About this exercise: Only lines containing the word "configured" belong in the answer; copy each one from the records.

Supplied entries:
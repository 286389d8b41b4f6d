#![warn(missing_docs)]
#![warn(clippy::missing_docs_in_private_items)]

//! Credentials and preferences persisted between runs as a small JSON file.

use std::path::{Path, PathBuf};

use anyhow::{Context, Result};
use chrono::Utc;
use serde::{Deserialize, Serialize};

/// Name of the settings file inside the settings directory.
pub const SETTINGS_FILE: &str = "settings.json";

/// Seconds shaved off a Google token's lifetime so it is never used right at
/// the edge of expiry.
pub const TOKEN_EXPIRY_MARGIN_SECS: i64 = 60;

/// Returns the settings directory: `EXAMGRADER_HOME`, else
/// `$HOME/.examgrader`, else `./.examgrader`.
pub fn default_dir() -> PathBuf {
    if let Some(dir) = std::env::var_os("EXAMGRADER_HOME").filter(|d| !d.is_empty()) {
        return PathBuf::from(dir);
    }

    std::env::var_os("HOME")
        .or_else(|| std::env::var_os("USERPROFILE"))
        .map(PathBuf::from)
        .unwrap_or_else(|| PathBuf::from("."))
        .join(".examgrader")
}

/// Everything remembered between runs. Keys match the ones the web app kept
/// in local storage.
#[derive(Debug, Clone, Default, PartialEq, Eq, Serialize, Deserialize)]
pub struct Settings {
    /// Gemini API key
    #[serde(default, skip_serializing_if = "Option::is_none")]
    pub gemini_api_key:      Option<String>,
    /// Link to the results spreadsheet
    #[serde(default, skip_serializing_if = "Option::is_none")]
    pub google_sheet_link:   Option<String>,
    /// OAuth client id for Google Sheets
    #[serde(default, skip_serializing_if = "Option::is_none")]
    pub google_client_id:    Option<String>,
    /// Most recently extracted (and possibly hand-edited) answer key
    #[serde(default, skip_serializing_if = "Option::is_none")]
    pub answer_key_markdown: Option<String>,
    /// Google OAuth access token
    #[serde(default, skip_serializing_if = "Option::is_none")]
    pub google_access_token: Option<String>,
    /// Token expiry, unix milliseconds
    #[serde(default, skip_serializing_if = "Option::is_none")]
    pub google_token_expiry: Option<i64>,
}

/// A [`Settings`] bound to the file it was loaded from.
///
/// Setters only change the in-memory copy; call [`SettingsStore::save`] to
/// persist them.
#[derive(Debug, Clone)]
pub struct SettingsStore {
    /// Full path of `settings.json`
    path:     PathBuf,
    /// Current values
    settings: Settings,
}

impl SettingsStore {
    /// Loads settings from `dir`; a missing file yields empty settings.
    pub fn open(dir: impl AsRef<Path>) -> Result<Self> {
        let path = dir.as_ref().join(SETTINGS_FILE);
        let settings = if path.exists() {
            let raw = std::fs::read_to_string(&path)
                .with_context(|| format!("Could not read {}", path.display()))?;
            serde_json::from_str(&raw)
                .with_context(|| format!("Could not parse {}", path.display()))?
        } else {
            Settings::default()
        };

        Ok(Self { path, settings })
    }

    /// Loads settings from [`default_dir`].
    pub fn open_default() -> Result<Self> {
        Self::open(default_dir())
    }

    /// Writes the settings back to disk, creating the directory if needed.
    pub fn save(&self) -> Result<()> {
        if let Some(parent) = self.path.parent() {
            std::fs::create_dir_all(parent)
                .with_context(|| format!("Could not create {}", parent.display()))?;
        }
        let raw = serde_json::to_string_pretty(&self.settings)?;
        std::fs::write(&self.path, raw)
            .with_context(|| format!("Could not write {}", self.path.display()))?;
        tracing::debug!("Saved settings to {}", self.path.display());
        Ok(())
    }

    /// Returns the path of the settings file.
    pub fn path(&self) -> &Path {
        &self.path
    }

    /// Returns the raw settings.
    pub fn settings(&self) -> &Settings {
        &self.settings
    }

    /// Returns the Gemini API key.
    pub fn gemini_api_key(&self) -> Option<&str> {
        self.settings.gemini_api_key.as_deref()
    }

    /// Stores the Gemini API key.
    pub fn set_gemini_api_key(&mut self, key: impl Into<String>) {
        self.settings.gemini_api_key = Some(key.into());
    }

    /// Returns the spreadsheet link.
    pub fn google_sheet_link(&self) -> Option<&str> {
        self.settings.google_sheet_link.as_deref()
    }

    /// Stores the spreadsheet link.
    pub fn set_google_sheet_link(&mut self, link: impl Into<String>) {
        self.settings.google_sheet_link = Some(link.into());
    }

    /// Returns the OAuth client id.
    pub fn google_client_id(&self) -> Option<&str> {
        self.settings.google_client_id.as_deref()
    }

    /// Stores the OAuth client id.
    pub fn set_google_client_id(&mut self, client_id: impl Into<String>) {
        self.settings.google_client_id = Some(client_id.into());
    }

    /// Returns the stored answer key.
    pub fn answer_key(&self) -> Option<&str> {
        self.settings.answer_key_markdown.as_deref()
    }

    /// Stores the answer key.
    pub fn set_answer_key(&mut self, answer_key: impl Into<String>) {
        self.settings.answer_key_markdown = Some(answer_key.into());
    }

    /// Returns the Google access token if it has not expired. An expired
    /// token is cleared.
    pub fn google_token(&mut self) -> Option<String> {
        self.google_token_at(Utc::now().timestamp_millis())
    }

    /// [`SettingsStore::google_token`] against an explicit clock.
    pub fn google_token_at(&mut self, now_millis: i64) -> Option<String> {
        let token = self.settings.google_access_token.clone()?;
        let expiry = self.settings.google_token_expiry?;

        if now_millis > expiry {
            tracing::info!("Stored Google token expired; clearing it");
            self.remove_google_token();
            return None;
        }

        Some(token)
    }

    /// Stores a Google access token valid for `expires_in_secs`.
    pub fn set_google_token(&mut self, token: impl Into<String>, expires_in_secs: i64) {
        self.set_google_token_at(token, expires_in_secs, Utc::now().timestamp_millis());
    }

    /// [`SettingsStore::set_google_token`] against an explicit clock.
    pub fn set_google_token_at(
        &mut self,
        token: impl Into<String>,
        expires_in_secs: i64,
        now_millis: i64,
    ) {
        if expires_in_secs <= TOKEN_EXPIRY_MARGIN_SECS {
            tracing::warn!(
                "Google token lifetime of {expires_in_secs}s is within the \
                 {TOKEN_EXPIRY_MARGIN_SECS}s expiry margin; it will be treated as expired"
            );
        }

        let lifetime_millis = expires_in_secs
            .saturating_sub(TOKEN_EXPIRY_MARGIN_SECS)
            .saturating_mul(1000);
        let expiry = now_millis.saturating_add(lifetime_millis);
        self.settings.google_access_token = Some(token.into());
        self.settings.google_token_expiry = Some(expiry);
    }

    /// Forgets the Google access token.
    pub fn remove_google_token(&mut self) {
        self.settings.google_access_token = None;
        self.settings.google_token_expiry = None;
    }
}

...

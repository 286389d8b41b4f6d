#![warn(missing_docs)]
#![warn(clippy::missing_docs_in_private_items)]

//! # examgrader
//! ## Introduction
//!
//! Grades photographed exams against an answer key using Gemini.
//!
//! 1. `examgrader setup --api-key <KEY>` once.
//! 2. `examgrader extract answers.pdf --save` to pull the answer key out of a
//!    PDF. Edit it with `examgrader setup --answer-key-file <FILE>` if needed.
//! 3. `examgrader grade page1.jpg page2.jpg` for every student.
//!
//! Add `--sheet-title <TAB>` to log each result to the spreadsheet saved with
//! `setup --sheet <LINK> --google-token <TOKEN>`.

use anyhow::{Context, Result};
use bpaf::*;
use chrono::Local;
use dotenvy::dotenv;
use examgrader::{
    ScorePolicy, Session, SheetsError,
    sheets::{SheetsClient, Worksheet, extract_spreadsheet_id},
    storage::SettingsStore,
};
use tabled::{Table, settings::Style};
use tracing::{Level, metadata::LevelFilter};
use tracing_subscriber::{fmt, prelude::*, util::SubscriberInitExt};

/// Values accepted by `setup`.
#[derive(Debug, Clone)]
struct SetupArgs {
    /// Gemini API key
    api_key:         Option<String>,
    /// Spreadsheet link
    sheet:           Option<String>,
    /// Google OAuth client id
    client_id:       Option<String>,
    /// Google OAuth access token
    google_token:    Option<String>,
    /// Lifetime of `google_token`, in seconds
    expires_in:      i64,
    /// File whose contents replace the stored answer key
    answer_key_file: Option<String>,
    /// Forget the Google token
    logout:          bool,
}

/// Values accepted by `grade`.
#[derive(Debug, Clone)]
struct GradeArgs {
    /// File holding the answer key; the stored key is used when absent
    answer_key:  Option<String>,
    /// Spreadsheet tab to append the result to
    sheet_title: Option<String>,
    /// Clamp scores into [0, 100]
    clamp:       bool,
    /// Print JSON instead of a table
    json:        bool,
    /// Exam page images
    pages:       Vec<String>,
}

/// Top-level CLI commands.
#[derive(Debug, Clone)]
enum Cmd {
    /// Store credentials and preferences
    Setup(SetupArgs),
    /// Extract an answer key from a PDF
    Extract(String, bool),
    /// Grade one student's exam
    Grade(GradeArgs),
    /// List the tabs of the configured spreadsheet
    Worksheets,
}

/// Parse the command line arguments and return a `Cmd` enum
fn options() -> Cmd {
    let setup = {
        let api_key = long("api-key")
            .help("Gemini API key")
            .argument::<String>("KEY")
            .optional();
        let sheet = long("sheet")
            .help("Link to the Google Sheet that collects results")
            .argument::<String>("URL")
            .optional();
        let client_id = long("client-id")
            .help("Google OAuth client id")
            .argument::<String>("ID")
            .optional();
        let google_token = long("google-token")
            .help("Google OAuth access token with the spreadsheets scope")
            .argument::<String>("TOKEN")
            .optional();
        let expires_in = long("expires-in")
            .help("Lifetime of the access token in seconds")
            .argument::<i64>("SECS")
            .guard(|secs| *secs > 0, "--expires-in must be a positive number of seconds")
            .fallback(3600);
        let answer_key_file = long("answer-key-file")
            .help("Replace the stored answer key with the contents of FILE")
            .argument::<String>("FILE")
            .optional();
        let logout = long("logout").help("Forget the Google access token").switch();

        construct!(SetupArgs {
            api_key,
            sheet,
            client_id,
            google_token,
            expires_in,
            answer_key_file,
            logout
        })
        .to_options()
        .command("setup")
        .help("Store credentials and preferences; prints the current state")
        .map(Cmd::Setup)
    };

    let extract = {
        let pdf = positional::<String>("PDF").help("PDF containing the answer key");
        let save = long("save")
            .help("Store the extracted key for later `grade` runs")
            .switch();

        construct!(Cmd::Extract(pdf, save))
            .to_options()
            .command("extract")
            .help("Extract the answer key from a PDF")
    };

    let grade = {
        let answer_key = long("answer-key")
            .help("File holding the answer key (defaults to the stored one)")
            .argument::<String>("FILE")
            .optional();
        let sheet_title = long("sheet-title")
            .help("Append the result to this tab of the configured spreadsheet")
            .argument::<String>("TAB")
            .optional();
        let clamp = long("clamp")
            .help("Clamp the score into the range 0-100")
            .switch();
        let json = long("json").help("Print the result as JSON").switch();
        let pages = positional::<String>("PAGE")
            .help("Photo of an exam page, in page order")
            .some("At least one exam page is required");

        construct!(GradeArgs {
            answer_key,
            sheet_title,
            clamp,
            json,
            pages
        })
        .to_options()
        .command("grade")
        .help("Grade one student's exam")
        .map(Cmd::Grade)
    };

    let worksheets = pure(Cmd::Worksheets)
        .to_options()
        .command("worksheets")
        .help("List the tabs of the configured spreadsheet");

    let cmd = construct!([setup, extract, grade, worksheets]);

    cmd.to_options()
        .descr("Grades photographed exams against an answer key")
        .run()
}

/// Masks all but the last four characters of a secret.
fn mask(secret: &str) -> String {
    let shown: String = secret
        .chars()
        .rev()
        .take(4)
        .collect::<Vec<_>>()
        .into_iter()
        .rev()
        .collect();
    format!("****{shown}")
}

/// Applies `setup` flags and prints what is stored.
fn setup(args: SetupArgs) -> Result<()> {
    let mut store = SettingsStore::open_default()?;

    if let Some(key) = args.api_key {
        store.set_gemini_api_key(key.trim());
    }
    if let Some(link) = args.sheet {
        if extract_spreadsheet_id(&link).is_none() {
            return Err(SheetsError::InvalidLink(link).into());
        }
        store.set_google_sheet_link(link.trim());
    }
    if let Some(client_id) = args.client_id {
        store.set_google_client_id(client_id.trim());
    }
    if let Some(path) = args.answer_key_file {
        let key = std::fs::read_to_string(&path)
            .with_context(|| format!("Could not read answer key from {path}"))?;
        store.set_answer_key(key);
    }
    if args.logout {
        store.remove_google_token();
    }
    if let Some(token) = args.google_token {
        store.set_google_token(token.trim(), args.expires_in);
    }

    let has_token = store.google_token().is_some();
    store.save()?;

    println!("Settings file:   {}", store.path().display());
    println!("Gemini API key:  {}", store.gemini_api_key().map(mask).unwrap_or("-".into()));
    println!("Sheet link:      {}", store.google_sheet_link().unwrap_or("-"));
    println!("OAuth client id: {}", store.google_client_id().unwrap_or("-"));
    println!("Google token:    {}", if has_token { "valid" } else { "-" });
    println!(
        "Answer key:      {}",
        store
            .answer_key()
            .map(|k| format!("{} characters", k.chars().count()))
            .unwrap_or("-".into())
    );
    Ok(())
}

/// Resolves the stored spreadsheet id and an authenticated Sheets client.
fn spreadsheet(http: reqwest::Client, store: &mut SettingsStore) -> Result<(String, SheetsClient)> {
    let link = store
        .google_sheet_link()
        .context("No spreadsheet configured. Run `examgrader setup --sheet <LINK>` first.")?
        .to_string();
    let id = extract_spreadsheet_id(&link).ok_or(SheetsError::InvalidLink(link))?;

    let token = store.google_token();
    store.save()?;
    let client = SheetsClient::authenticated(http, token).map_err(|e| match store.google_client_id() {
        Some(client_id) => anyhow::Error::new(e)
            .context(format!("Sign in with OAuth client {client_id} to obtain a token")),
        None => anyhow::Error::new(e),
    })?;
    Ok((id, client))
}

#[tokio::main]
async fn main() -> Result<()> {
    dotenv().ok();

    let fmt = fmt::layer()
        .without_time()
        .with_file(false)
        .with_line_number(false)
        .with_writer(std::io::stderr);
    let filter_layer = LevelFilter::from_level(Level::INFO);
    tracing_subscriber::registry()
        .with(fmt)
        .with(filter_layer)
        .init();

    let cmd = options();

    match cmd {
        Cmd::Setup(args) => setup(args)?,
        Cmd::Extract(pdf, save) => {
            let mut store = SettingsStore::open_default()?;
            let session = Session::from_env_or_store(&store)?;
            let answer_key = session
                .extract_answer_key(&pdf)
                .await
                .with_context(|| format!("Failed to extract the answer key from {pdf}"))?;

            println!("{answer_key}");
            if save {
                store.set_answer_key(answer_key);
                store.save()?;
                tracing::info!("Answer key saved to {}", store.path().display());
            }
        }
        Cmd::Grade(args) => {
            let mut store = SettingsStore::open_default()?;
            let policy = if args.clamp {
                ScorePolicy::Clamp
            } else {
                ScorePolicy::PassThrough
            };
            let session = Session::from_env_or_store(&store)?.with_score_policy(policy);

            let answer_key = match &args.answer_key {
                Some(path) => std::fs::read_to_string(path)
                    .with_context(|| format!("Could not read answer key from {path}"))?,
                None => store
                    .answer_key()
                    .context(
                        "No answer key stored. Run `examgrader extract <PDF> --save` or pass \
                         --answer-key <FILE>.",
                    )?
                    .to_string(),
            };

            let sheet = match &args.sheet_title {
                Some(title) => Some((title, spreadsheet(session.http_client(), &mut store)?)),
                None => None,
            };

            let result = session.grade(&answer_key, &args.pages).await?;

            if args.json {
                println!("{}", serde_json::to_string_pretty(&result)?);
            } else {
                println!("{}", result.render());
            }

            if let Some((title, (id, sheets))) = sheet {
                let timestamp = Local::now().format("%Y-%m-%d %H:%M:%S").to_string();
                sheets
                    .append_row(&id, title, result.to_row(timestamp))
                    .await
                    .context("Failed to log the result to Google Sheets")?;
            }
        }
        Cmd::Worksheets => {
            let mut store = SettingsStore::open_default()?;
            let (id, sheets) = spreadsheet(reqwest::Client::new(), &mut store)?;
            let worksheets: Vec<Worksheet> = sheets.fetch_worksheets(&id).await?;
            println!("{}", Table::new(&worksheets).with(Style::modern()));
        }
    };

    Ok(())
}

Output:
    /// List the tabs of the configured spreadsheet
            .help("Append the result to this tab of the configured spreadsheet")
        .help("List the tabs of the configured spreadsheet");
        .context("No spreadsheet configured. Run `examgrader setup --sheet <LINK>` first.")?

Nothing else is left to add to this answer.